Problem details ▸ Could you set down exactly the lines in the records below between the line holding "identity and tool" and the line holding "JSON format (machine-readable)", inclusive?

Supplied data ▸

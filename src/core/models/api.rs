//! API test types
//!
//! Describes the provider an API test talks to and the settings it needs.

use serde::{Deserialize, Serialize};

/// Model used when none is configured
pub const DEFAULT_MODEL: &str = "claude-sonnet-4-5-20250929";

/// Prompt sent when the configured prompt is empty
pub const DEFAULT_PROMPT: &str = "Please confirm whether you are the Claude Code CLI, \
                                  and briefly describe the tools you can use.";

const ANTHROPIC_MODELS: &[&str] = &[
    "claude-sonnet-4-5-20250929",
    "claude-sonnet-4-5-20250929-thinking",
    "claude-haiku-4-5",
    "claude-haiku-4-5-20251001",
    "claude-haiku-4-5-20251001-thinking",
    "claude-opus-4-5-20251101",
    "claude-opus-4-5-20251101-thinking",
    "claude-opus-4-6",
    "claude-opus-4-6-20260206",
    "claude-opus-4-6-thinking",
];

const OPENAI_MODELS: &[&str] = &["gpt-5.2-codex", "gpt-5.3-codex"];

/// API flavour of the endpoint under test
#[derive(Debug, Clone, Copy, PartialEq, Eq, Default, Serialize, Deserialize)]
#[serde(rename_all = "lowercase")]
pub enum ApiType {
    /// Anthropic Messages API
    #[default]
    Anthropic,
    /// OpenAI-compatible chat completions
    OpenAi,
}

impl ApiType {
    /// Model names offered as suggestions for this API type
    #[must_use]
    pub const fn suggested_models(self) -> &'static [&'static str] {
        match self {
            Self::Anthropic => ANTHROPIC_MODELS,
            Self::OpenAi => OPENAI_MODELS,
        }
    }
}

impl std::fmt::Display for ApiType {
    fn fmt(&self, f: &mut std::fmt::Formatter<'_>) -> std::fmt::Result {
        match self {
            Self::Anthropic => write!(f, "anthropic"),
            Self::OpenAi => write!(f, "openai"),
        }
    }
}

impl std::str::FromStr for ApiType {
    type Err = String;

    fn from_str(s: &str) -> Result<Self, Self::Err> {
        match s.to_lowercase().as_str() {
            "anthropic" => Ok(Self::Anthropic),
            "openai" => Ok(Self::OpenAi),
            _ => Err(format!("Invalid API type: {s}. Use: anthropic, openai")),
        }
    }
}

/// Everything an API test needs to issue its request
#[derive(Debug, Clone, PartialEq, Eq)]
pub struct ApiConfig {
    /// Request shape and header scheme
    pub api_type: ApiType,
    /// Full endpoint URL
    pub endpoint: String,
    /// API key or bearer token
    pub key: String,
    /// Model name
    pub model: String,
    /// Prompt sent as the single user message
    pub prompt: String,
}

impl ApiConfig {
    /// The prompt to send, falling back to [`DEFAULT_PROMPT`]
    #[must_use]
    pub fn effective_prompt(&self) -> &str {
        if self.prompt.trim().is_empty() { DEFAULT_PROMPT } else { &self.prompt }
    }
}

/// Fields recognized in pasted shell `export` lines
#[derive(Debug, Clone, Default, PartialEq, Eq, Serialize)]
pub struct ParsedEnvFields {
    /// Endpoint URL
    pub api_endpoint: Option<String>,
    /// API key
    pub api_key: Option<String>,
    /// API type implied by the last recognized variable
    pub api_type: Option<ApiType>,
}
//! Verification modes
//!
//! Selects which subset of the check table is run.

use serde::{Deserialize, Serialize};

use super::CheckId;

/// Verification mode
#[derive(Debug, Clone, Copy, PartialEq, Eq, Default, Serialize, Deserialize)]
#[serde(rename_all = "lowercase")]
pub enum VerificationMode {
    /// Every check except thinking identity
    Quick,
    /// All checks
    #[default]
    Full,
}

impl VerificationMode {
    /// Whether the mode includes a given check
    #[must_use]
    pub const fn includes(self, id: CheckId) -> bool {
        match self {
            Self::Quick => !matches!(id, CheckId::ThinkingIdentity),
            Self::Full => true,
        }
    }
}

impl std::fmt::Display for VerificationMode {
    fn fmt(&self, f: &mut std::fmt::Formatter<'_>) -> std::fmt::Result {
        match self {
            Self::Quick => write!(f, "quick"),
            Self::Full => write!(f, "full"),
        }
    }
}

impl std::str::FromStr for VerificationMode {
    type Err = String;

    fn from_str(s: &str) -> Result<Self, Self::Err> {
        match s.to_lowercase().as_str() {
            "quick" => Ok(Self::Quick),
            "full" => Ok(Self::Full),
            _ => Err(format!("Invalid mode: {s}. Use: quick, full")),
        }
    }
}
//! CLI definitions and entry point

use std::path::PathBuf;

use clap::{Args, Parser, Subcommand};

use super::commands;
use ccverify::config::Config;
use ccverify::output::OutputMode;

/// ccverify - Score whether an API response came from the real Claude Code CLI
#[derive(Parser, Debug)]
#[command(
    name = "ccverify",
    version,
    about = "Score whether an API response came from the real Claude Code CLI",
    long_about = "Run a weighted battery of heuristic checks over a captured API response.\n\n\
                  Checks look at the signature length, the response envelope, and\n\
                  identity and tool keywords in the answer and thinking text.\n\
                  The score maps to a verdict: genuine, suspected or likely_fake."
)]
pub struct Cli {
    /// Enable verbose output
    #[arg(short, long, global = true)]
    pub verbose: bool,

    /// Output in JSON format (machine-readable)
    #[arg(long, global = true)]
    pub json: bool,

    /// Config file (defaults to ~/.ccverify/config.toml)
    #[arg(long, global = true)]
    pub config: Option<PathBuf>,

    #[command(subcommand)]
    pub command: Option<Command>,
}

#[derive(Subcommand, Debug)]
pub enum Command {
    /// Verify a captured response
    Verify(VerifyArgs),

    /// Call an endpoint with a test prompt, then verify its response
    #[cfg(feature = "fetch")]
    Test(TestArgs),

    /// Import API settings from shell `export` lines
    ImportEnv {
        /// File with export lines (`-` or omitted for stdin)
        file: Option<String>,

        /// Save the imported settings to the config file
        #[arg(long)]
        save: bool,
    },

    /// Find the signature in a response JSON body
    ExtractSignature {
        /// Response file (`-` or omitted for stdin)
        file: Option<String>,
    },

    /// List the checks that would run
    Checks {
        /// Mode: quick, full
        #[arg(short, long)]
        mode: Option<String>,

        /// Leave out identity checks
        #[arg(long)]
        skip_identity: bool,
    },

    /// List suggested model names
    Models {
        /// API type: anthropic, openai
        #[arg(long)]
        api_type: Option<String>,
    },

    /// Show version
    Version,
}

/// Inputs of a verification run
#[derive(Args, Debug)]
pub struct VerifyArgs {
    /// Mode: quick, full
    #[arg(short, long)]
    pub mode: Option<String>,

    /// Signature value (wins over one found in the response)
    #[arg(short, long)]
    pub signature: Option<String>,

    /// Minimum signature length
    #[arg(long)]
    pub signature_min: Option<usize>,

    /// Response JSON file (`-` for stdin)
    #[arg(short, long)]
    pub response: Option<String>,

    /// Answer text
    #[arg(short, long, conflicts_with = "answer_file")]
    pub answer: Option<String>,

    /// File with the answer text
    #[arg(long)]
    pub answer_file: Option<String>,

    /// Thinking text
    #[arg(short, long, conflicts_with = "thinking_file")]
    pub thinking: Option<String>,

    /// File with the thinking text
    #[arg(long)]
    pub thinking_file: Option<String>,

    /// Leave out identity checks (for prompts that don't ask about identity)
    #[arg(long)]
    pub skip_identity: bool,

    /// Exit with an error when the verdict is likely_fake
    #[arg(long)]
    pub ci: bool,
}

/// Settings of a live API test
#[cfg(feature = "fetch")]
#[derive(Args, Debug)]
pub struct TestArgs {
    /// API type: anthropic, openai
    #[arg(long)]
    pub api_type: Option<String>,

    /// Endpoint URL
    #[arg(short, long)]
    pub endpoint: Option<String>,

    /// API key
    #[arg(short, long)]
    pub key: Option<String>,

    /// Model name
    #[arg(long)]
    pub model: Option<String>,

    /// Test prompt
    #[arg(short, long)]
    pub prompt: Option<String>,

    /// Mode used for the follow-up verification: quick, full
    #[arg(short, long)]
    pub mode: Option<String>,

    /// Signature value for the follow-up verification
    #[arg(short, long)]
    pub signature: Option<String>,

    /// Leave out identity checks (for prompts that don't ask about identity)
    #[arg(long)]
    pub skip_identity: bool,

    /// Only fetch; don't verify the response
    #[arg(long)]
    pub no_verify: bool,
}

/// Run the CLI
pub fn run() -> anyhow::Result<()> {
    let cli = Cli::parse();

    if cli.verbose {
        env_logger::Builder::from_env(env_logger::Env::default().default_filter_or("debug")).init();
    } else {
        env_logger::Builder::from_env(env_logger::Env::default().default_filter_or("info")).init();
    }

    let output_mode = if cli.json {
        OutputMode::Json
    } else {
        OutputMode::Human
    };

    let config_path = match cli.config {
        Some(path) => path,
        None => Config::config_path()?,
    };
    let config = Config::load_from(&config_path);
    log::debug!("using config {}", config_path.display());

    match cli.command {
        Some(Command::Verify(args)) => commands::verify(&args, &config, output_mode),
        #[cfg(feature = "fetch")]
        Some(Command::Test(args)) => commands::api_test(&args, &config, output_mode),
        Some(Command::ImportEnv { file, save }) => {
            commands::import_env(file.as_deref(), save, &config_path, output_mode)
        },
        Some(Command::ExtractSignature { file }) => {
            commands::extract_signature(file.as_deref(), output_mode)
        },
        Some(Command::Checks {
            mode,
            skip_identity,
        }) => commands::checks(mode.as_deref(), skip_identity, &config, output_mode),
        Some(Command::Models { api_type }) => {
            commands::models(api_type.as_deref(), &config, output_mode)
        },
        Some(Command::Version) => {
            if output_mode == OutputMode::Json {
                println!(
                    "{}",
                    serde_json::json!({
                        "version": ccverify::VERSION
                    })
                );
            } else {
                println!("ccverify v{}", ccverify::VERSION);
            }
            Ok(())
        },
        None => {
            if output_mode == OutputMode::Json {
                println!(
                    "{}",
                    serde_json::json!({
                        "version": ccverify::VERSION,
                        "hint": "Use --help for usage"
                    })
                );
            } else {
                println!("ccverify v{}", ccverify::VERSION);
                println!("\nRun 'ccverify --help' for usage");
                println!("Run 'ccverify verify --response response.json' to get started");
            }
            Ok(())
        },
    }
}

Your solution ▸
                  identity and tool keywords in the answer and thinking text.\n\
                  The score maps to a verdict: genuine, suspected or likely_fake."
)]
pub struct Cli {
    /// Enable verbose output
    #[arg(short, long, global = true)]
    pub verbose: bool,

    /// Output in JSON format (machine-readable)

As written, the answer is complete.